Make Your Own Ricotta Cheese

Making your own ricotta cheese from our raw milk is so easy, you’ll wonder why you haven’t done it before!

Homemade Ricotta cheese from raw milk

  • Because ricotta cheese does not necessarily need a lot of cream to make it, you can skim off the cream on top of raw milk to use it for another recipe. In fact, you can also make ricotta cheese from leftover whey! 
  • If you do not skim off the cream, then simply add in more of your acid into the milk until it curdles

what you'll need

  • 8 cups of milk
  • 1/2 teaspoon salt
  • 3+ tablespoons of lemon juice, lime juice, or vinegar
  • a colander, strainer, or pasta strainer. Love those pots that come with the pasta strainer that sits in the pot
  • a saucepan/pot or dutch oven
  • a cooking thermometer (not necessary, but helpful)
  • a slotted spoon or ladle


  1. heat the milk in your pot on medium heat until 185 degrees F. If you don’t have a thermometer, heat it for about 20 minutes or until you see little bubbles forming near the edge of the pot. 
  2. Then turn the heat to low, and add your vinegar or lemon juice and stir.
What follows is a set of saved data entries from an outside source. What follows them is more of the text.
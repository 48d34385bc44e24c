use std::path::{Path, PathBuf};
use std::sync::Arc;

use anyhow::{bail, Context, Result};
use clap::{Parser, Subcommand};
use tracing_subscriber::{fmt, EnvFilter};

use pq_vault::crypto::kem::SecurityLevel;
use pq_vault::crypto::sign::SignatureLevel;
use pq_vault::keys::{KeyManager, KeyOptions, KeyRegistry, KeyType, SealedKeyStore};
use pq_vault::phi::{self, PhiSchema, Record};
use pq_vault::{EncryptedEnvelope, VaultConfig};

#[derive(Parser)]
#[command(name = "pq-vault")]
#[command(about = "Post-quantum envelope encryption and key lifecycle management")]
#[command(version)]
struct Cli {
    /// Sealed key store file
    #[arg(long, global = true, env = "PQ_VAULT_STORE", default_value = "pq-vault.keys.json")]
    store: PathBuf,

    /// Passphrase protecting the key store
    #[arg(long, global = true, env = "PQ_VAULT_PASSPHRASE", hide_env_values = true)]
    passphrase: Option<String>,

    /// JSON config file; PQ_VAULT_* variables apply when absent
    #[arg(long, global = true, env = "PQ_VAULT_CONFIG")]
    config: Option<PathBuf>,

    #[command(subcommand)]
    command: Commands,
}

#[derive(Subcommand)]
enum Commands {
    /// Create a key store with one primary key per key type
    Init {
        #[arg(long, default_value = "pq-vault")]
        owner: String,
        /// Overwrite an existing store
        #[arg(long)]
        force: bool,
    },
    /// Print key metadata (no secrets) as JSON
    Inventory,
    /// Generate an additional key
    Generate {
        /// MASTER_KEY, DATA_KEY, JWT_SIGNING or AUDIT_SIGNING
        #[arg(long = "type")]
        key_type: KeyType,
        #[arg(long, default_value = "pq-vault")]
        owner: String,
        /// LEVEL_1/3/5 for encryption keys, LEVEL_2/3/5 for signing keys
        #[arg(long)]
        level: Option<String>,
        #[arg(long)]
        expiry_days: Option<u32>,
        #[arg(long)]
        primary: bool,
    },
    /// Rotate a key; the replacement becomes primary
    Rotate { key_id: String },
    /// Encrypt a file under the primary key of a type
    Encrypt {
        #[arg(long = "type", default_value = "DATA_KEY")]
        key_type: KeyType,
        #[arg(long = "in")]
        input: PathBuf,
        #[arg(long = "out")]
        output: PathBuf,
    },
    /// Decrypt an envelope file
    Decrypt {
        #[arg(long = "in")]
        input: PathBuf,
        #[arg(long = "out")]
        output: PathBuf,
    },
    /// Encrypt named fields of a JSON record under the DATA_KEY primary
    PhiEncrypt {
        /// Comma-separated field names
        #[arg(long, value_delimiter = ',', required = true)]
        fields: Vec<String>,
        #[arg(long = "in")]
        input: PathBuf,
    },
    /// Decrypt named fields of a JSON record
    PhiDecrypt {
        #[arg(long, value_delimiter = ',', required = true)]
        fields: Vec<String>,
        #[arg(long = "in")]
        input: PathBuf,
    },
    /// Issue a JWT signed by the JWT_SIGNING primary
    IssueToken { subject: String },
    /// Verify a JWT against the key store
    VerifyToken { token: String },
}

#[tokio::main]
async fn main() -> Result<()> {
    let filter = EnvFilter::try_from_default_env().unwrap_or_else(|_| EnvFilter::new("pq_vault=info"));
    fmt().with_env_filter(filter).with_target(false).init();

    let cli = Cli::parse();
    let config = load_config(cli.config.as_deref()).await?;
    let passphrase = cli
        .passphrase
        .clone()
        .context("a passphrase is required (--passphrase or PQ_VAULT_PASSPHRASE)")?;

    match cli.command {
        Commands::Init { owner, force } => {
            if !force && tokio::fs::try_exists(&cli.store).await? {
                bail!("{} already exists (use --force to overwrite)", cli.store.display());
            }
            let km = KeyManager::new(Arc::new(KeyRegistry::new()), config.clone());
            for key_type in KeyType::ALL {
                let handle = if key_type.is_encryption() {
                    km.generate_encryption_key(key_type, &owner, config.default_kem_level, KeyOptions::default())?
                } else {
                    km.generate_signing_key(
                        key_type,
                        &owner,
                        config.default_signature_level,
                        KeyOptions::default(),
                    )?
                };
                println!("{key_type}\t{}", handle.key_id());
            }
            save(&km, &cli.store, &passphrase).await?;
        }
        Commands::Inventory => {
            let km = open(&cli.store, &passphrase, &config).await?;
            println!("{}", serde_json::to_string_pretty(&km.export_key_inventory())?);
        }
        Commands::Generate {
            key_type,
            owner,
            level,
            expiry_days,
            primary,
        } => {
            let km = open(&cli.store, &passphrase, &config).await?;
            let options = KeyOptions {
                expiry_days,
                make_primary: primary,
                ..KeyOptions::default()
            };
            let handle = if key_type.is_encryption() {
                let level = match level {
                    Some(l) => l.parse::<SecurityLevel>()?,
                    None => config.default_kem_level,
                };
                km.generate_encryption_key(key_type, &owner, level, options)?
            } else {
                let level = match level {
                    Some(l) => l.parse::<SignatureLevel>()?,
                    None => config.default_signature_level,
                };
                km.generate_signing_key(key_type, &owner, level, options)?
            };
            println!("{}", handle.key_id());
            save(&km, &cli.store, &passphrase).await?;
        }
        Commands::Rotate { key_id } => {
            let km = open(&cli.store, &passphrase, &config).await?;
            let rotation = km.rotate_key(&key_id)?;
            println!("{}", serde_json::to_string_pretty(&rotation)?);
            save(&km, &cli.store, &passphrase).await?;
        }
        Commands::Encrypt {
            key_type,
            input,
            output,
        } => {
            let km = open(&cli.store, &passphrase, &config).await?;
            let plaintext = tokio::fs::read(&input)
                .await
                .with_context(|| format!("reading {}", input.display()))?;
            let envelope = km.encrypt_with_primary(key_type, &plaintext)?;
            tokio::fs::write(&output, envelope.to_json()?).await?;
            save(&km, &cli.store, &passphrase).await?;
        }
        Commands::Decrypt { input, output } => {
            let km = open(&cli.store, &passphrase, &config).await?;
            let json = tokio::fs::read_to_string(&input)
                .await
                .with_context(|| format!("reading {}", input.display()))?;
            let plaintext = km.decrypt(&EncryptedEnvelope::from_json(&json)?)?;
            tokio::fs::write(&output, plaintext).await?;
            save(&km, &cli.store, &passphrase).await?;
        }
        Commands::PhiEncrypt { fields, input } => {
            let km = open(&cli.store, &passphrase, &config).await?;
            let record = read_record(&input).await?;
            let key = km
                .get_primary_key(KeyType::DataKey)
                .context("no active DATA_KEY primary")?;
            let out = phi::encrypt_phi(
                &record,
                &PhiSchema::from_names(fields),
                &key.public_key()?,
                key.key_id(),
            )?;
            km.record_key_usage(key.key_id())?;
            println!("{}", serde_json::to_string_pretty(&out)?);
            save(&km, &cli.store, &passphrase).await?;
        }
        Commands::PhiDecrypt { fields, input } => {
            let km = open(&cli.store, &passphrase, &config).await?;
            let record = read_record(&input).await?;
            let schema = PhiSchema::from_names(fields);
            let first = schema.fields().first().map(|f| f.name.clone()).unwrap_or_default();
            let key_id = record
                .get(&first)
                .and_then(|v| v.as_str())
                .and_then(|s| EncryptedEnvelope::from_base64(s).ok())
                .map(|env| env.key_id)
                .with_context(|| format!("field `{first}` does not hold an envelope"))?;
            let key = km.get_key(&key_id).with_context(|| format!("unknown key {key_id}"))?;
            let out = phi::decrypt_phi(&record, &schema, &key.secret_key()?)?;
            km.record_key_usage(&key_id)?;
            println!("{}", serde_json::to_string_pretty(&out)?);
            save(&km, &cli.store, &passphrase).await?;
        }
        Commands::IssueToken { subject } => {
            let km = open(&cli.store, &passphrase, &config).await?;
            println!("{}", km.issue_jwt(&subject)?);
            save(&km, &cli.store, &passphrase).await?;
        }
        Commands::VerifyToken { token } => {
            let km = open(&cli.store, &passphrase, &config).await?;
            match km.verify_jwt(&token) {
                Some(claims) => println!("{}", serde_json::to_string_pretty(&claims)?),
                None => bail!("token rejected"),
            }
        }
    }

    Ok(())
}

async fn load_config(path: Option<&Path>) -> Result<VaultConfig> {
    match path {
        Some(path) => {
            let json = tokio::fs::read_to_string(path)
                .await
                .with_context(|| format!("reading {}", path.display()))?;
            Ok(VaultConfig::from_json(&json)?)
        }
        None => Ok(VaultConfig::from_env()?),
    }
}

async fn open(path: &Path, passphrase: &str, config: &VaultConfig) -> Result<KeyManager> {
    let json = tokio::fs::read_to_string(path)
        .await
        .with_context(|| format!("reading key store {}", path.display()))?;
    let sealed = SealedKeyStore::from_json(&json)?;
    Ok(KeyManager::import_sealed(&sealed, passphrase, config.clone())?)
}

async fn save(km: &KeyManager, path: &Path, passphrase: &str) -> Result<()> {
    let sealed = km.export_sealed(passphrase)?;
    tokio::fs::write(path, sealed.to_json()?)
        .await
        .with_context(|| format!("writing key store {}", path.display()))?;
    Ok(())
}

async fn read_record(path: &Path) -> Result<Record> {
    let json = tokio::fs::read_to_string(path)
        .await
        .with_context(|| format!("reading {}", path.display()))?;
    Ok(serde_json::from_str(&json)?)
}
If you did not skim off the cream, then expect to add more vinegar by tablespoonfuls, alternating with some stirs, until milk coagulates. Because our milk has a higher butterfat content and more nutrients, it takes more acid to react with the milk for ricotta. 
  3. Remove from heat, cover the pot, and let it rest for 20 minutes. 
  4. Meanwhile, dampen a piece of cheesecloth and line the colander or strainer. Have it sit in a pot or bowl to collect the whey.
  5. After the 20 minutes is over, use a ladle or slotted spoon to ladle the ricotta into cheesecloth-lined strainer. 
  6. If you want your ricotta to be creamy, just let it drain for a few minutes. If you need your ricotta to be dry, then have it sit for 20 to 30 minutes in the cheesecloth. 
  7. Refrigerate, eat, and enjoy! Homemade ricotta is excellent for lasagnas, galettes, homemade pizzas, stuffed pasta or stuffed breads.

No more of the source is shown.